What should be the numbers of
You can also provide the use case(log analytics or search), indexing rate and query rate to get better suggestion. But based on the best practice about shard size which is that it should be no more than 50GB, so each index should have at least 5 primary shards, and it’s better that shards are balanced between nodes, so we can have 5 nodes, each node has 700GB storage size and 8GB memory. Master node is not needed because we only have a small cluster with 5 nodes, and coordinate node is also needed if you don’t use ingest pipeline or aggregation. You can start from this point and test if the suggested configuration works for your use case, good luck!

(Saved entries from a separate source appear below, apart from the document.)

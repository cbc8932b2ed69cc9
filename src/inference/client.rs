//! Failure-absorbing front door to a [`Classifier`].
//!
//! Callers never see an error: any failure is logged with its stable code
//! and replaced by [`Prediction::fallback`].

use super::classifier::Classifier;
use super::error::InferenceError;
use super::types::Prediction;
use crate::canvas::frame::{Frame, strip_data_uri_prefix};
use crate::locale::Language;

/// Wraps a classifier with the swallow-and-default error policy.
#[derive(Debug)]
pub struct InferenceClient<C> {
    classifier: C,
}

impl<C: Classifier> InferenceClient<C> {
    pub fn new(classifier: C) -> Self {
        Self { classifier }
    }

    pub fn classifier(&self) -> &C {
        &self.classifier
    }

    /// Analyze an encoded sketch (raw base64 or a PNG/JPEG data URI).
    ///
    /// Never fails; returns the fallback prediction on any error.
    pub async fn analyze_sketch(&self, encoded_image: &str, language: Language) -> Prediction {
        match self.try_analyze_sketch(encoded_image, language).await {
            Ok(prediction) => prediction,
            Err(e) => {
                tracing::error!(
                    provider = self.classifier.name(),
                    code = e.code(),
                    error = %e,
                    "error analyzing sketch; using fallback prediction"
                );
                Prediction::fallback()
            }
        }
    }

    /// Analyze a canvas frame. Never fails.
    pub async fn analyze_frame(&self, frame: &Frame, language: Language) -> Prediction {
        self.analyze_sketch(&frame.to_data_uri(), language).await
    }

    /// Fallible variant of [`analyze_sketch`](Self::analyze_sketch) for diagnostics.
    pub async fn try_analyze_sketch(
        &self,
        encoded_image: &str,
        language: Language,
    ) -> Result<Prediction, InferenceError> {
        let payload = strip_data_uri_prefix(encoded_image);
        if payload.is_empty() {
            return Err(InferenceError::ConfigError("empty image payload".into()));
        }
        let prediction = self.classifier.classify(payload, language).await?;
        tracing::info!(
            provider = self.classifier.name(),
            guess = %prediction.guess,
            confidence = prediction.confidence,
            "sketch analyzed"
        );
        Ok(prediction.normalized())
    }
}
//! Configuration types for the sketch pipeline.

use serde::{Deserialize, Serialize};
use std::path::PathBuf;
use std::time::Duration;

use crate::canvas::MAX_DIMENSION;
use crate::locale::Language;

/// Primary environment variable holding the inference API key.
pub const API_KEY_ENV: &str = "API_KEY";

/// Secondary environment variable consulted when [`API_KEY_ENV`] is unset.
pub const GEMINI_API_KEY_ENV: &str = "GEMINI_API_KEY";

/// Top-level configuration.
#[derive(Debug, Clone, Default, Serialize, Deserialize)]
#[serde(default)]
pub struct SketchConfig {
    /// Drawing surface settings.
    pub canvas: CanvasConfig,
    /// Quiet-period settings for the capture gate.
    pub debounce: DebounceConfig,
    /// Remote inference settings.
    pub inference: InferenceConfig,
    /// Response language settings.
    pub locale: LocaleConfig,
}

/// Drawing surface configuration.
#[derive(Debug, Clone, Serialize, Deserialize)]
#[serde(default)]
pub struct CanvasConfig {
    /// Initial canvas width in pixels.
    pub width: u32,
    /// Initial canvas height in pixels.
    pub height: u32,
    /// Stroke width in pixels for both pencil and eraser.
    pub stroke_width: f32,
    /// Maximum number of undo snapshots kept.
    pub undo_capacity: usize,
}

impl Default for CanvasConfig {
    fn default() -> Self {
        Self {
            width: 800,
            height: 600,
            stroke_width: 4.0,
            undo_capacity: 10,
        }
    }
}

/// Debounce configuration.
#[derive(Debug, Clone, Serialize, Deserialize)]
#[serde(default)]
pub struct DebounceConfig {
    /// Quiet interval in milliseconds that must elapse after the last frame
    /// before an analysis cycle starts.
    pub quiet_ms: u64,
}

impl Default for DebounceConfig {
    fn default() -> Self {
        Self { quiet_ms: 800 }
    }
}

impl DebounceConfig {
    /// Quiet interval as a [`Duration`].
    pub fn quiet_period(&self) -> Duration {
        Duration::from_millis(self.quiet_ms)
    }
}

/// Remote inference configuration.
#[derive(Debug, Clone, Serialize, Deserialize)]
#[serde(default)]
pub struct InferenceConfig {
    /// API base URL (without the `/v1beta` suffix).
    pub base_url: String,
    /// Model identifier.
    pub model: String,
    /// API key override. When `None`, the key is read from the environment.
    pub api_key: Option<String>,
}

impl Default for InferenceConfig {
    fn default() -> Self {
        Self {
            base_url: "https://generativelanguage.googleapis.com".to_owned(),
            model: "gemini-3-flash-preview".to_owned(),
            api_key: None,
        }
    }
}

impl InferenceConfig {
    /// Resolve the API key: config override first, then `API_KEY`, then
    /// `GEMINI_API_KEY`. Blank values count as absent.
    pub fn resolve_api_key(&self) -> Option<String> {
        self.resolve_api_key_with(|key| std::env::var(key).ok())
    }

    /// Key resolution with an injectable variable lookup.
    pub fn resolve_api_key_with<F>(&self, lookup: F) -> Option<String>
    where
        F: Fn(&str) -> Option<String>,
    {
        self.api_key
            .clone()
            .into_iter()
            .chain(lookup(API_KEY_ENV))
            .chain(lookup(GEMINI_API_KEY_ENV))
            .map(|k| k.trim().to_owned())
            .find(|k| !k.is_empty())
    }
}

/// Response language configuration.
#[derive(Debug, Clone, Default, Serialize, Deserialize)]
#[serde(default)]
pub struct LocaleConfig {
    /// Explicit language. When `None`, the language is detected from the
    /// process locale at startup.
    pub language: Option<Language>,
}

impl LocaleConfig {
    /// The session language: the override if set, otherwise detection.
    pub fn resolve(&self) -> Language {
        self.language.unwrap_or_else(Language::detect)
    }
}

impl SketchConfig {
    /// Load configuration from a TOML file, falling back to defaults for missing fields.
    ///
    /// # Errors
    ///
    /// Returns an error if the file cannot be read or parsed.
    pub fn from_file(path: &std::path::Path) -> crate::error::Result<Self> {
        let content = std::fs::read_to_string(path)?;
        toml::from_str(&content).map_err(|e| crate::error::SketchError::Config(e.to_string()))
    }

    /// Save configuration to a TOML file, creating parent directories as needed.
    ///
    /// # Errors
    ///
    /// Returns an error if the file cannot be written or the config cannot be serialized.
    pub fn save_to_file(&self, path: &std::path::Path) -> crate::error::Result<()> {
        if let Some(parent) = path.parent() {
            std::fs::create_dir_all(parent)?;
        }
        let content = toml::to_string_pretty(self)
            .map_err(|e| crate::error::SketchError::Config(e.to_string()))?;
        std::fs::write(path, content)?;
        Ok(())
    }

    /// Returns the default config file path: `<config dir>/sketchguess/config.toml`.
    pub fn default_config_path() -> PathBuf {
        dirs::config_dir()
            .unwrap_or_else(|| std::env::temp_dir().join("sketchguess-config"))
            .join("sketchguess")
            .join("config.toml")
    }

    /// Load from the default path if it exists, otherwise use defaults.
    ///
    /// A present but unreadable file is an error rather than a silent default.
    pub fn load_or_default() -> crate::error::Result<Self> {
        let path = Self::default_config_path();
        if path.exists() {
            tracing::info!(path = %path.display(), "loading config");
            Self::from_file(&path)
        } else {
            tracing::debug!(path = %path.display(), "no config file; using defaults");
            Ok(Self::default())
        }
    }

    /// Check values the pipeline cannot run with.
    ///
    /// # Errors
    ///
    /// Returns [`SketchError::Config`](crate::error::SketchError::Config)
    /// describing the first invalid field.
    pub fn validate(&self) -> crate::error::Result<()> {
        let invalid = |msg: &str| Err(crate::error::SketchError::Config(msg.to_owned()));
        if self.canvas.width == 0 || self.canvas.height == 0 {
            return invalid("canvas.width and canvas.height must be non-zero");
        }
        if self.canvas.width > MAX_DIMENSION || self.canvas.height > MAX_DIMENSION {
            return Err(crate::error::SketchError::Config(format!(
                "canvas.width and canvas.height must not exceed {MAX_DIMENSION}"
            )));
        }
        if !(self.canvas.stroke_width.is_finite() && self.canvas.stroke_width > 0.0) {
            return invalid("canvas.stroke_width must be a positive number");
        }
        if self.canvas.undo_capacity == 0 {
            return invalid("canvas.undo_capacity must be at least 1");
        }
        if self.inference.model.trim().is_empty() {
            return invalid("inference.model cannot be empty");
        }
        if self.inference.base_url.trim().is_empty() {
            return invalid("inference.base_url cannot be empty");
        }
        Ok(())
    }
}

#[cfg(test)]
mod tests {
    #![allow(clippy::unwrap_used, clippy::expect_used, clippy::panic)]

    use super::*;

    #[test]
    fn default_config_is_valid() {
        let config = SketchConfig::default();
        assert!(config.validate().is_ok());
        assert_eq!(config.debounce.quiet_ms, 800);
        assert_eq!(config.canvas.undo_capacity, 10);
        assert!((config.canvas.stroke_width - 4.0).abs() < f32::EPSILON);
        assert_eq!(config.inference.model, "gemini-3-flash-preview");
        assert!(config.locale.language.is_none());
    }

    #[test]
    fn quiet_period_converts_millis() {
        let config = DebounceConfig { quiet_ms: 250 };
        assert_eq!(config.quiet_period(), Duration::from_millis(250));
    }

    #[test]
    fn save_and_load_round_trip() {
        let dir = tempfile::tempdir().unwrap();
        let path = dir.path().join("nested").join("config.toml");

        let mut config = SketchConfig::default();
        config.canvas.width = 1024;
        config.debounce.quiet_ms = 500;
        config.locale.language = Some(Language::Pt);

        config.save_to_file(&path).unwrap();
        assert!(path.exists());

        let loaded = SketchConfig::from_file(&path).unwrap();
        assert_eq!(loaded.canvas.width, 1024);
        assert_eq!(loaded.debounce.quiet_ms, 500);
        assert_eq!(loaded.locale.language, Some(Language::Pt));
    }

    #[test]
    fn from_file_nonexistent_returns_error() {
        let result = SketchConfig::from_file(std::path::Path::new("/nonexistent/path/config.toml"));
        assert!(result.is_err());
    }

    #[test]
    fn from_file_invalid_toml_returns_error() {
        let dir = tempfile::tempdir().unwrap();
        let path = dir.path().join("bad.toml");
        std::fs::write(&path, "this is not valid toml {{{").unwrap();

        let result = SketchConfig::from_file(&path);
        assert!(matches!(result, Err(crate::error::SketchError::Config(_))));
    }

    #[test]
    fn partial_toml_fills_defaults() {
        let config: SketchConfig = toml::from_str(
            r#"
            [debounce]
            quiet_ms = 300

            [locale]
            language = "zh"
            "#,
        )
        .unwrap();
        assert_eq!(config.debounce.quiet_ms, 300);
        assert_eq!(config.locale.language, Some(Language::Zh));
        assert_eq!(config.canvas.width, 800);
        assert_eq!(config.inference.model, "gemini-3-flash-preview");
    }

    #[test]
    fn default_config_path_ends_with_config_toml() {
        let path = SketchConfig::default_config_path();
        let path_str = path.to_string_lossy();
        assert!(path_str.ends_with("config.toml"));
        assert!(path_str.contains("sketchguess"));
    }

    #[test]
    fn validate_rejects_zero_sized_canvas() {
        let mut config = SketchConfig::default();
        config.canvas.height = 0;
        assert!(config.validate().is_err());
    }

    #[test]
    fn validate_rejects_oversized_canvas() {
        let mut config = SketchConfig::default();
        config.canvas.width = MAX_DIMENSION + 1;
        assert!(config.validate().is_err());
        config.canvas.width = MAX_DIMENSION;
        config.canvas.height = u32::MAX;
        assert!(config.validate().is_err());
        config.canvas.height = MAX_DIMENSION;
        assert!(config.validate().is_ok());
    }

    #[test]
    fn validate_rejects_bad_stroke_width() {
        let mut config = SketchConfig::default();
        config.canvas.stroke_width = f32::NAN;
        assert!(config.validate().is_err());
        config.canvas.stroke_width = -1.0;
        assert!(config.validate().is_err());
    }

    #[test]
    fn api_key_prefers_config_override() {
        let config = InferenceConfig {
            api_key: Some("from-config".into()),
            ..InferenceConfig::default()
        };
        let key = config.resolve_api_key_with(|_| Some("from-env".into()));
        assert_eq!(key.as_deref(), Some("from-config"));
    }

    #[test]
    fn api_key_falls_back_through_env_vars() {
        let config = InferenceConfig::default();
        let key = config.resolve_api_key_with(|name| match name {
            API_KEY_ENV => Some("   ".into()),
            GEMINI_API_KEY_ENV => Some("gemini-key".into()),
            _ => None,
        });
        assert_eq!(key.as_deref(), Some("gemini-key"));
    }

    #[test]
    fn api_key_absent_when_nothing_set() {
        let config = InferenceConfig::default();
        assert!(config.resolve_api_key_with(|_| None).is_none());
    }

    #[test]
    fn locale_override_skips_detection() {
        let config = LocaleConfig {
            language: Some(Language::Fr),
        };
        assert_eq!(config.resolve(), Language::Fr);
    }
}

By the way, here’re some best practices about how to size your OpenSearch cluster, you can check it: Sizing Amazon OpenSearch Service domains - Amazon OpenSearch Service.
Thanks @gaobinlong. My use case is search. Currently I have 4 data nodes each of 64GB RAM (r5.2xlarge). But searches are still slow (search query having Boolean queries and aggregations).
Could you show the index mappings and query DSL?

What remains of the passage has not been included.